Toolinguv for env + deps (uv sync, lockfile committed), Python ≥ 3.11, optional extras for heavy/optional deps (the --extra observability pattern). ruff (lint + format), mypy --strict, pytest + pytest-asyncio, coverage gate ≥ 80%. Pre-commit: trailing-whitespace, end-of-file-fixer, check-yaml/toml/merge-conflict/large-files, ruff (--fix), ruff-format, and a local mypy hook run via uv run (so it picks up the pydantic.mypy plugin). CI on every PR: pytest, ruff check, ruff format --check, mypy, pip-audit. Dependabot weekly for the uv ecosystem.
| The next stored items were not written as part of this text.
#[cfg(test)]
mod tests {
    use super::*;

    /// A store on a unique throwaway file, removed up-front so each test
    /// starts from the missing-file state.
    fn temp_store(name: &str) -> ProgressStore {
        let path = std::env::temp_dir().join(format!(
            "pytrack-store-test-{}-{}.json",
            name,
            std::process::id()
        ));
        let _ = fs::remove_file(&path);
        ProgressStore::open(path)
    }

    fn cleanup(store: &ProgressStore) {
        let _ = fs::remove_file(store.path());
    }

    mod initialize_tests {
        use super::*;

        #[test]
        fn creates_empty_aggregate_and_file() {
            let store = temp_store("init-creates");
            let data = store.initialize().unwrap();

            assert_eq!(data, ProgressData::default());
            assert!(store.path().exists());

            // File content has the five categories
            let raw = fs::read_to_string(store.path()).unwrap();
            let value: serde_json::Value = serde_json::from_str(&raw).unwrap();
            for key in ["progress", "notes", "uploads", "time_spent", "resources_used"] {
                assert!(value.get(key).is_some(), "missing '{}'", key);
            }
            cleanup(&store);
        }

        #[test]
        fn is_idempotent() {
            let store = temp_store("init-idempotent");
            store.initialize().unwrap();
            store.mark_day_complete(3, true).unwrap();

            // Re-initializing must not reset existing data
            let data = store.initialize().unwrap();
            assert!(data.is_completed(3));
            cleanup(&store);
        }
    }

    mod load_tests {
        use super::*;

        #[test]
        fn missing_file_recovers_to_empty() {
            let store = temp_store("load-missing");
            let (data, recovery) = store.load().unwrap();
            assert_eq!(data, ProgressData::default());
            assert_eq!(recovery, Some(Recovery::MissingFile));
        }

        #[test]
        fn corrupt_file_recovers_to_empty_with_signal() {
            let store = temp_store("load-corrupt");
            fs::write(store.path(), "{ this is not json").unwrap();

            let (data, recovery) = store.load().unwrap();
            assert_eq!(data, ProgressData::default());
            assert_eq!(recovery, Some(Recovery::CorruptFile));
            cleanup(&store);
        }

        #[test]
        fn corrupt_file_is_not_clobbered_by_load() {
            let store = temp_store("load-preserves-corrupt");
            fs::write(store.path(), "not json at all").unwrap();

            store.load().unwrap();

            // The damaged bytes are still there until a mutation saves.
            let raw = fs::read_to_string(store.path()).unwrap();
            assert_eq!(raw, "not json at all");
            cleanup(&store);
        }

        #[test]
        fn round_trips_saved_data() {
            let store = temp_store("load-roundtrip");
            store.initialize().unwrap();
            store.update_time_spent(4, 1, 30).unwrap();

            let (data, recovery) = store.load().unwrap();
            assert_eq!(recovery, None);
            assert_eq!(data.time_spent_minutes(4), 90);
            cleanup(&store);
        }
    }

    mod completion_tests {
        use super::*;

        #[test]
        fn mark_complete_sets_flag_and_date() {
            let store = temp_store("complete-sets");
            store.initialize().unwrap();

            let data = store.mark_day_complete(5, true).unwrap();
            assert!(data.is_completed(5));

            let date = data.completion_date(5).unwrap();
            // %Y-%m-%d shape
            assert_eq!(date.len(), 10);
            assert_eq!(date.as_bytes()[4], b'-');
            assert_eq!(date.as_bytes()[7], b'-');
            cleanup(&store);
        }

        #[test]
        fn unmark_deletes_the_entry_entirely() {
            let store = temp_store("complete-unmark");
            store.initialize().unwrap();

            store.mark_day_complete(5, true).unwrap();
            let data = store.mark_day_complete(5, false).unwrap();

            // Round-trips to the empty state: no stub with completed=false
            assert!(!data.progress.contains_key("5"));
            assert_eq!(data.progress.len(), 0);
            cleanup(&store);
        }

        #[test]
        fn unmark_when_never_marked_is_a_noop() {
            let store = temp_store("complete-unmark-noop");
            store.initialize().unwrap();

            let data = store.mark_day_complete(9, false).unwrap();
            assert!(data.progress.is_empty());
            cleanup(&store);
        }

        #[test]
        fn rejects_out_of_range_days() {
            let store = temp_store("complete-range");
            store.initialize().unwrap();

            assert!(matches!(
                store.mark_day_complete(0, true),
                Err(StoreError::DayOutOfRange(0))
            ));
            assert!(matches!(
                store.mark_day_complete(22, true),
                Err(StoreError::DayOutOfRange(22))
            ));

            // Nothing was created for the bad day
            let (data, _) = store.load().unwrap();
            assert!(data.progress.is_empty());
            cleanup(&store);
        }
    }

    mod time_tests {
        use super::*;

        #[test]
        fn stores_flat_minutes() {
            let store = temp_store("time-flat");
            store.initialize().unwrap();

            let data = store.update_time_spent(2, 1, 15).unwrap();
            assert_eq!(data.time_spent_minutes(2), 75);
            cleanup(&store);
        }

        #[test]
        fn overwrites_instead_of_accumulating() {
            let store = temp_store("time-overwrite");
            store.initialize().unwrap();

            store.update_time_spent(2, 1, 0).unwrap();
            let data = store.update_time_spent(2, 0, 30).unwrap();
            assert_eq!(data.time_spent_minutes(2), 30);
            cleanup(&store);
        }

        #[test]
        fn idempotent_under_reapplication() {
            let store = temp_store("time-idempotent");
            store.initialize().unwrap();

            store.update_time_spent(2, 2, 5).unwrap();
            let data = store.update_time_spent(2, 2, 5).unwrap();
            assert_eq!(data.time_spent_minutes(2), 125);
            cleanup(&store);
        }

        #[test]
        fn time_without_completion_is_allowed() {
            let store = temp_store("time-orthogonal");
            store.initialize().unwrap();

            let data = store.update_time_spent(6, 0, 45).unwrap();
            assert_eq!(data.time_spent_minutes(6), 45);
            assert!(!data.is_completed(6));
            cleanup(&store);
        }
    }

    mod note_tests {
        use super::*;

        #[test]
        fn save_and_get_note() {
            let store = temp_store("note-roundtrip");
            store.initialize().unwrap();

            store.save_note(10, "try-except was confusing").unwrap();
            assert_eq!(store.get_note(10).unwrap(), "try-except was confusing");
            cleanup(&store);
        }

        #[test]
        fn missing_note_defaults_to_empty() {
            let store = temp_store("note-default");
            store.initialize().unwrap();
            assert_eq!(store.get_note(10).unwrap(), "");
            cleanup(&store);
        }

        #[test]
        fn save_overwrites_previous_note() {
            let store = temp_store("note-overwrite");
            store.initialize().unwrap();

            store.save_note(10, "first").unwrap();
            store.save_note(10, "second").unwrap();
            assert_eq!(store.get_note(10).unwrap(), "second");
            cleanup(&store);
        }
    }

    mod resource_tests {
        use super::*;

        #[test]
        fn mark_resource_used_is_idempotent() {
            let store = temp_store("resource-idempotent");
            store.initialize().unwrap();

            store.mark_resource_used(1, "W3Schools").unwrap();
            store.mark_resource_used(1, "W3Schools").unwrap();

            let used = store.get_resources_used(1).unwrap();
            assert_eq!(used, vec!["W3Schools".to_string()]);
            cleanup(&store);
        }

        #[test]
        fn keeps_insertion_order() {
            let store = temp_store("resource-order");
            store.initialize().unwrap();

            store.mark_resource_used(1, "Mosh's Video").unwrap();
            store.mark_resource_used(1, "W3Schools").unwrap();

            let used = store.get_resources_used(1).unwrap();
            assert_eq!(used, vec!["Mosh's Video".to_string(), "W3Schools".to_string()]);
            cleanup(&store);
        }

        #[test]
        fn unmark_removes_only_that_resource() {
            let store = temp_store("resource-unmark");
            store.initialize().unwrap();

            store.mark_resource_used(1, "W3Schools").unwrap();
            store.mark_resource_used(1, "Mosh's Video").unwrap();
            store.unmark_resource_used(1, "W3Schools").unwrap();

            let used = store.get_resources_used(1).unwrap();
            assert_eq!(used, vec!["Mosh's Video".to_string()]);
            cleanup(&store);
        }

        #[test]
        fn mark_then_unmark_round_trips_to_empty() {
            let store = temp_store("resource-roundtrip");
            store.initialize().unwrap();

            store.mark_resource_used(1, "W3Schools").unwrap();
            store.unmark_resource_used(1, "W3Schools").unwrap();

            assert!(store.get_resources_used(1).unwrap().is_empty());
            cleanup(&store);
        }

        #[test]
        fn resources_default_to_empty() {
            let store = temp_store("resource-default");
            store.initialize().unwrap();
            assert!(store.get_resources_used(15).unwrap().is_empty());
            cleanup(&store);
        }
    }

    mod upload_tests {
        use super::*;
        use chrono::TimeZone;

        #[test]
        fn records_filename_and_timestamp() {
            let store = temp_store("upload-records");
            store.initialize().unwrap();

            let at = Local.with_ymd_and_hms(2025, 3, 1, 18, 30, 0).unwrap();
            let data = store.record_upload(7, "guessing_game.py", at).unwrap();

            let upload = data.uploads.get("7").unwrap();
            assert_eq!(upload.filename, "guessing_game.py");
            assert_eq!(upload.upload_time, "2025-03-01 18:30:00");
            cleanup(&store);
        }

        #[test]
        fn later_upload_replaces_earlier() {
            let store = temp_store("upload-replaces");
            store.initialize().unwrap();

            let first = Local.with_ymd_and_hms(2025, 3, 1, 18, 30, 0).unwrap();
            let second = Local.with_ymd_and_hms(2025, 3, 2, 9, 0, 0).unwrap();
            store.record_upload(7, "v1.py", first).unwrap();
            let data = store.record_upload(7, "v2.py", second).unwrap();

            assert_eq!(data.uploads.len(), 1);
            assert_eq!(data.uploads.get("7").unwrap().filename, "v2.py");
            cleanup(&store);
        }
    }

    mod check_day_tests {
        use super::*;

        #[test]
        fn accepts_curriculum_range() {
            assert!(check_day(1).is_ok());
            assert!(check_day(21).is_ok());
        }

        #[test]
        fn rejects_outside_range() {
            assert!(check_day(0).is_err());
            assert!(check_day(22).is_err());
            assert!(check_day(255).is_err());
        }
    }
}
Architecture — ports-and-adapters: every capability with >1 implementation or that touches hardware/network gets an abc.ABC port in base.py; concrete adapters live beside it; application code imports only ports. Hydra + Pydantic config: one config-group dir per port, one YAML per implementation carrying _target_; swap implementations by changing one line in the root config.yaml defaults list — no if provider == … ladders. Validate the composed config through Pydantic dataclasses at startup (fail fast). Deployment presets under config/deployment/<name>.yaml selected via an env var.

Secrets — never in YAML or git. .env + OmegaConf ${oc.env:KEY} resolvers, typed SecretStr; startup refuses to boot if a required key is empty.
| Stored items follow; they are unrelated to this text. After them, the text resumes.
fn run(cli: Cli) -> Result<(), Box<dyn std::error::Error>> {
    let store = ProgressStore::open(get_data_path());

    let (data, recovery) = store.load()?;
    if recovery == Some(Recovery::CorruptFile) {
        eprintln!(
            "Warning: progress file at {} is corrupted; starting from an empty \
             record (the file is replaced on the next change)",
            store.path().display()
        );
    }

    match cli.command {
        Commands::Init => {
            store.initialize()?;
            if cli.json {
                println!("{}", serde_json::to_string(&JsonOutput::<()>::ok(()))?);
            } else {
                println!("Progress file initialized at: {}", store.path().display());
            }
        }

        Commands::Day { number } => {
            let info = curriculum::day(number)
                .ok_or(store::StoreError::DayOutOfRange(number))?;
            let used = store.get_resources_used(number)?;
            let note = store.get_note(number)?;

            if cli.json {
                println!(
                    "{}",
                    serde_json::to_string(&JsonOutput::ok(serde_json::json!({
                        "day": info,
                        "completed": data.is_completed(number),
                        "completion_date": data.completion_date(number),
                        "time_spent_minutes": data.time_spent_minutes(number),
                        "resources_used": used,
                        "note": note,
                        "upload": data.uploads.get(&models::day_key(number)),
                    })))?
                );
            } else {
                println!("Day {}: {}", info.day, info.topic);
                println!("Week {}: {}", info.week, info.week_title);
                println!();
                println!("Practice: {}", info.practice);
                println!();
                println!("Resources:");
                for resource in info.resources {
                    let mark = if used.iter().any(|u| u == resource) {
                        "[x]"
                    } else {
                        "[ ]"
                    };
                    println!("  {} {}", mark, resource);
                }
                println!();
                match data.completion_date(number) {
                    Some(date) if data.is_completed(number) => {
                        println!("Status: completed on {}", date);
                    }
                    _ if data.is_completed(number) => println!("Status: completed"),
                    _ => println!("Status: not completed"),
                }
                println!(
                    "Time spent: {}",
                    stats::format_minutes(data.time_spent_minutes(number))
                );
                if let Some(upload) = data.uploads.get(&models::day_key(number)) {
                    println!("Upload: {} ({})", upload.filename, upload.upload_time);
                }
                if !note.is_empty() {
                    println!();
                    println!("Notes:");
                    println!("{}", note);
                }
            }
        }

        Commands::Complete { day, undo } => {
            store.mark_day_complete(day, !undo)?;
            if cli.json {
                println!("{}", serde_json::to_string(&JsonOutput::<()>::ok(()))?);
            } else if undo {
                println!("Day {} marked as incomplete.", day);
            } else {
                println!("Day {} marked as completed.", day);
            }
        }

        Commands::Time { day, hours, minutes } => {
            let updated = store.update_time_spent(day, hours, minutes)?;
            if cli.json {
                println!(
                    "{}",
                    serde_json::to_string(&JsonOutput::ok(serde_json::json!({
                        "day": day,
                        "time_spent_minutes": updated.time_spent_minutes(day),
                    })))?
                );
            } else {
                println!(
                    "Time for day {} set to {}.",
                    day,
                    stats::format_minutes(updated.time_spent_minutes(day))
                );
            }
        }

        Commands::Note(note_cmd) => run_note(cli.json, &store, note_cmd)?,

        Commands::Resource(resource_cmd) => run_resource(cli.json, &store, resource_cmd)?,

        Commands::Upload { day, file } => {
            let filename = file
                .file_name()
                .and_then(|n| n.to_str())
                .ok_or("upload path has no file name")?;
            if !file.exists() {
                return Err(format!("file not found: {}", file.display()).into());
            }

            store.record_upload(day, filename, Local::now())?;
            if cli.json {
                println!("{}", serde_json::to_string(&JsonOutput::<()>::ok(()))?);
            } else {
                println!("Solution for day {} recorded: {}", day, filename);
            }
        }

        Commands::Stats => {
            let schedule = resolve_schedule(&data);
            let today = Local::now().date_naive();
            let current_day = schedule.current_day(today);
            let rows = stats::all_progress_rows(&data);

            let percentage = stats::completion_percentage(&data);
            let completed = rows.iter().filter(|r| r.completed).count();
            let streak = stats::learning_streak(&rows);
            let total_minutes = stats::total_study_time(&data);
            let weekly = stats::weekly_progress(&data);
            let weekly_hours = stats::weekly_time_hours(&data);

            if cli.json {
                println!(
                    "{}",
                    serde_json::to_string(&JsonOutput::ok(serde_json::json!({
                        "completion_percentage": percentage,
                        "completed_days": completed,
                        "current_day": current_day,
                        "schedule_start": schedule.start().to_string(),
                        "learning_streak": streak,
                        "total_study_minutes": total_minutes,
                        "weekly_progress": weekly,
                        "weekly_time_hours": weekly_hours,
                    })))?
                );
            } else {
                println!("=== Learning Statistics ===");
                println!("Overall progress: {:.1}% ({}/21 days)", percentage, completed);
                if current_day > curriculum::DAYS_TOTAL {
                    println!("Current day: finished!");
                } else {
                    println!("Current day: Day {}", current_day);
                }
                println!("Learning streak: {} days", streak);
                println!("Total study time: {}", stats::format_minutes(total_minutes));
                println!();
                for week in 0..3 {
                    println!(
                        "Week {} ({}): {}/7 days, {:.1}h",
                        week + 1,
                        curriculum::week_title(week as u8 + 1).unwrap_or("-"),
                        weekly[week],
                        weekly_hours[week]
                    );
                }
            }
        }

        Commands::Curriculum { week } => {
            let weeks: Vec<u8> = match week {
                Some(w) => {
                    if curriculum::week_title(w).is_none() {
                        return Err(format!("week {} is outside the range 1-3", w).into());
                    }
                    vec![w]
                }
                None => (1..=curriculum::WEEKS_TOTAL).collect(),
            };

            if cli.json {
                let payload: Vec<_> = weeks
                    .iter()
                    .map(|&w| {
                        serde_json::json!({
                            "week": w,
                            "title": curriculum::week_title(w),
                            "days": curriculum::days_in_week(w),
                        })
                    })
                    .collect();
                println!("{}", serde_json::to_string(&JsonOutput::ok(payload))?);
            } else {
                for &w in &weeks {
                    println!(
                        "Week {}: {}",
                        w,
                        curriculum::week_title(w).unwrap_or("-")
                    );
                    println!("{}", "-".repeat(70));
                    for d in curriculum::days_in_week(w) {
                        let mark = if data.is_completed(d.day) { "x" } else { " " };
                        println!("  [{}] Day {:<2} {}", mark, d.day, d.topic);
                        println!("      {}", d.practice);
                    }
                    println!();
                }
                println!("Additional tools:");
                for tool in curriculum::additional_tools() {
                    println!("  - {}", tool);
                }
            }
        }

        Commands::Remind { email, time } => {
            let schedule = resolve_schedule(&data);
            let now = Local::now().naive_local();
            let today = now.date();
            let current_day = schedule.current_day(today);

            let Some(day_info) = curriculum::day(current_day) else {
                if cli.json {
                    println!("{}", serde_json::to_string(&JsonOutput::<()>::ok(()))?);
                } else {
                    println!("Curriculum finished - nothing to remind about.");
                }
                return Ok(());
            };

            let creds = match notify::SmtpCredentials::from_env() {
                Ok(creds) => creds,
                Err(e) => {
                    // Degraded mode: delivery is impossible, but that is a
                    // reported condition, not a tracker failure.
                    if cli.json {
                        println!(
                            "{}",
                            serde_json::to_string(&JsonOutput::<()>::err(e.to_string()))?
                        );
                    } else {
                        eprintln!("Cannot send reminders: {}", e);
                    }
                    return Ok(());
                }
            };

            let transport = StdoutTransport { from: creds.sender };
            let scheduled = schedule.scheduled_date(current_day).unwrap_or(today);

            let reminded = notify::check_and_send_daily_reminder(
                &transport, &email, &time, now, day_info, scheduled,
            )?;

            let rows = stats::all_progress_rows(&data);
            let missed = notify::check_for_missed_days(
                &transport, &email, &rows, &schedule, today, day_info,
            )?;

            if cli.json {
                println!(
                    "{}",
                    serde_json::to_string(&JsonOutput::ok(serde_json::json!({
                        "reminder_sent": reminded,
                        "missed_day_notified": missed,
                    })))?
                );
            } else {
                if reminded {
                    println!("Daily reminder sent to {}.", email);
                }
                if missed {
                    println!("Missed-day nudge sent to {}.", email);
                }
                if !reminded && !missed {
                    println!("Nothing due right now.");
                }
            }
        }

        Commands::Tui => {
            let schedule = resolve_schedule(&data);
            tui::run(store, schedule)?;
        }
    }

    Ok(())
}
Loggingstructlog JSON by default, pretty renderer toggle for dev; bind correlation IDs (request/turn/mission) via contextvars; log duration_ms per stage. Subprocess — always argv lists, never shell=True. Testing — fakes at the port boundary (don't patch internals); respx for HTTP-level mocking; integration via httpx.AsyncClient + ASGITransport.

MCP servers specifically — one repo per capability from a copy-me template; transport stdio if the consumer supervises it (1–2 co-located), else sse/streamable_http with its own systemd unit/container/logs/restart policy and the consumer just holds a URL. Tools namespaced server.tool; mark slow perception tools "blocking", else fire-and-forget; expect a ~30 s call timeout; tolerate clients health-checking via list_tools(). Resilience: the consumer reconnects on an interval — design for clean restart, never assume connection order at boot. Deploy: systemd unit with hardening (NoNewPrivileges, PrivateTmp, ProtectSystem=strict), bind localhost, dedicated user, journald.